Paul Bolstad, professor of ecosystem ecology and geographic information science in the Department of Forest Resources, University of Minnesota, will speak at 3:30 p.m. on March 2. His talk, “Smart Bots in the Woods, or how small sensors, big data, and AI will change your outdoor career, and life,” will cover the convergence of positioning, communications, robotics and artificial intelligence technologies which are expected to change most aspects of daily life and the future of scientific research.
Bolstad has had a distinguished career in research, publishing over 100 peer-reviewed articles including two in the Proceedings of the National Academy of Sciences.
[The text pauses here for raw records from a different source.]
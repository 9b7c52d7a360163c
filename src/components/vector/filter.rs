use geo::{Geometry, MultiPolygon, Polygon};

use crate::{
    components::vector::{kind::variant_name, GeoTable},
    crs_geo::{rect_from_bounds, Crs, CrsGeometry, WGS84},
    errors::{HydrioError, Result},
};

/// Polygon area rows are filtered against.
#[derive(Debug, Clone, PartialEq)]
pub struct Mask {
    geometry: Geometry,
    crs: Option<Crs>,
}

impl Mask {
    /// Without `crs` the geometry is taken to be in EPSG:4326.
    pub fn new(geometry: impl Into<Geometry>, crs: Option<Crs>) -> Self {
        Self {
            geometry: geometry.into(),
            crs,
        }
    }

    /// Union of all polygons of `table` in its crs.
    pub fn from_table(table: &GeoTable) -> Result<Self> {
        let mut polygons: Vec<Polygon> = Vec::new();
        for geometry in table.geometry() {
            match geometry {
                Geometry::Polygon(polygon) => polygons.push(polygon.clone()),
                Geometry::MultiPolygon(multi) => polygons.extend(multi.iter().cloned()),
                other => return Err(HydrioError::UnknownMaskType(variant_name(other).into())),
            }
        }
        let geometry = match polygons.len() {
            1 => Geometry::Polygon(polygons.remove(0)),
            _ => Geometry::MultiPolygon(MultiPolygon::new(polygons)),
        };
        Ok(Self::new(geometry, table.crs().cloned()))
    }

    pub fn geometry(&self) -> &Geometry {
        &self.geometry
    }

    pub fn crs(&self) -> Option<&Crs> {
        self.crs.as_ref()
    }

    pub(crate) fn validate(&self) -> Result<()> {
        match &self.geometry {
            Geometry::Polygon(_) | Geometry::MultiPolygon(_) => Ok(()),
            other => Err(HydrioError::UnknownMaskType(variant_name(other).into())),
        }
    }
}

/// Area to select rows with, a bounding box or a [Mask].
#[derive(Debug, Clone, PartialEq)]
pub enum SpatialFilter {
    /// `[xmin, ymin, xmax, ymax]`
    Bbox { bounds: [f64; 4], crs: Option<Crs> },
    Mask(Mask),
}

impl SpatialFilter {
    /// Filter geometry reprojected to `crs`.
    pub(crate) fn geometry_in(&self, crs: &Crs) -> Result<Geometry> {
        let (geometry, source) = match self {
            SpatialFilter::Bbox { bounds, crs } => (
                Geometry::Polygon(rect_from_bounds(*bounds).to_polygon()),
                crs.as_ref(),
            ),
            SpatialFilter::Mask(mask) => (mask.geometry.clone(), mask.crs.as_ref()),
        };
        let source = source.cloned().unwrap_or(WGS84);
        CrsGeometry::new(source, geometry).projected_geometry(crs)
    }
}

#[cfg(test)]
mod tests {
    use super::*;
    use geo::{point, polygon, BoundingRect, Rect};

    fn square() -> Polygon {
        polygon![
            (x: 0., y: 0.),
            (x: 2., y: 0.),
            (x: 2., y: 2.),
            (x: 0., y: 2.),
        ]
    }

    #[test]
    fn mask_types() {
        assert!(Mask::new(square(), None).validate().is_ok());
        let err = Mask::new(Rect::new((0., 0.), (1., 1.)), None)
            .validate()
            .unwrap_err();
        assert_eq!(err.to_string(), "Unknown geometry mask type Rect");
    }

    #[test]
    fn mask_from_table() {
        let table = GeoTable::new(vec![square().into(), square().into()], Some(WGS84));
        let mask = Mask::from_table(&table).unwrap();
        assert!(matches!(mask.geometry(), Geometry::MultiPolygon(multi) if multi.0.len() == 2));
        assert_eq!(mask.crs(), Some(&WGS84));

        let points = GeoTable::new(vec![point!(x: 0., y: 0.).into()], Some(WGS84));
        assert!(Mask::from_table(&points).is_err());
    }

    #[test]
    fn bbox_stays_in_same_crs() {
        let filter = SpatialFilter::Bbox {
            bounds: [0., 0., 2., 2.],
            crs: None,
        };
        let geometry = filter.geometry_in(&WGS84).unwrap();
        assert_eq!(geometry.bounding_rect(), Some(Rect::new((0., 0.), (2., 2.))));
    }
}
His grant awards total more than $24 million from a wide variety of sponsors including the National Science Foundation, NASA, Department of Education and USDA, to name a few. Widely cited among his peers, Bolstad’s textbook, “GIS Fundamentals, a First Text on Geographic Information Systems,” has sold over 100,000 copies to over 450 universities, on five continents and in over 30 countries. He has also received Best Paper Awards from the Journal of Geophysical Research, Landscape Ecology, and Photogrammetric Engineering and Remote Sensing.
Peter Marra, a conservation scientist and the director of the Smithsonian Migratory Bird Center, National Zoological Park, Washington, D.C., will speak at 3 p.m. on March 20. His talk, “Studying birds in the context of the annual cycle: Carry-over effects and seasonal interactions,” will cover the impacts of weather events on wintering ground for several species has important consequences for breeding and survival.
Marra earned his bachelor’s degree from Southern Connecticut State University, a master’s from Louisiana State University and a doctorate from Dartmouth College and has been at the Smithsonian Institution since 1999. His research has encompassed four broad areas, including migration, climate, disease and urban ecology. Connecting events throughout the year, Marra’s research attempts to understand the biology of animals in the context of the full annual cycle. His papers have appeared in Science, Nature, PNAS, PLOS Biology, Proceedings of the Royal Society, Conservation Biology, Ecological Monographs, Biological Conservation and Frontiers in Ecology and the Environment.
The Weaver Lecture Series was established in 1996 through an endowment provided by Earl H. and Sandra H. Weaver. The objective is to bring experts in various research areas relevant to forestry and wildlife sciences to the Auburn University campus to enhance the school’s academic programs through public lectures and interaction with faculty and students.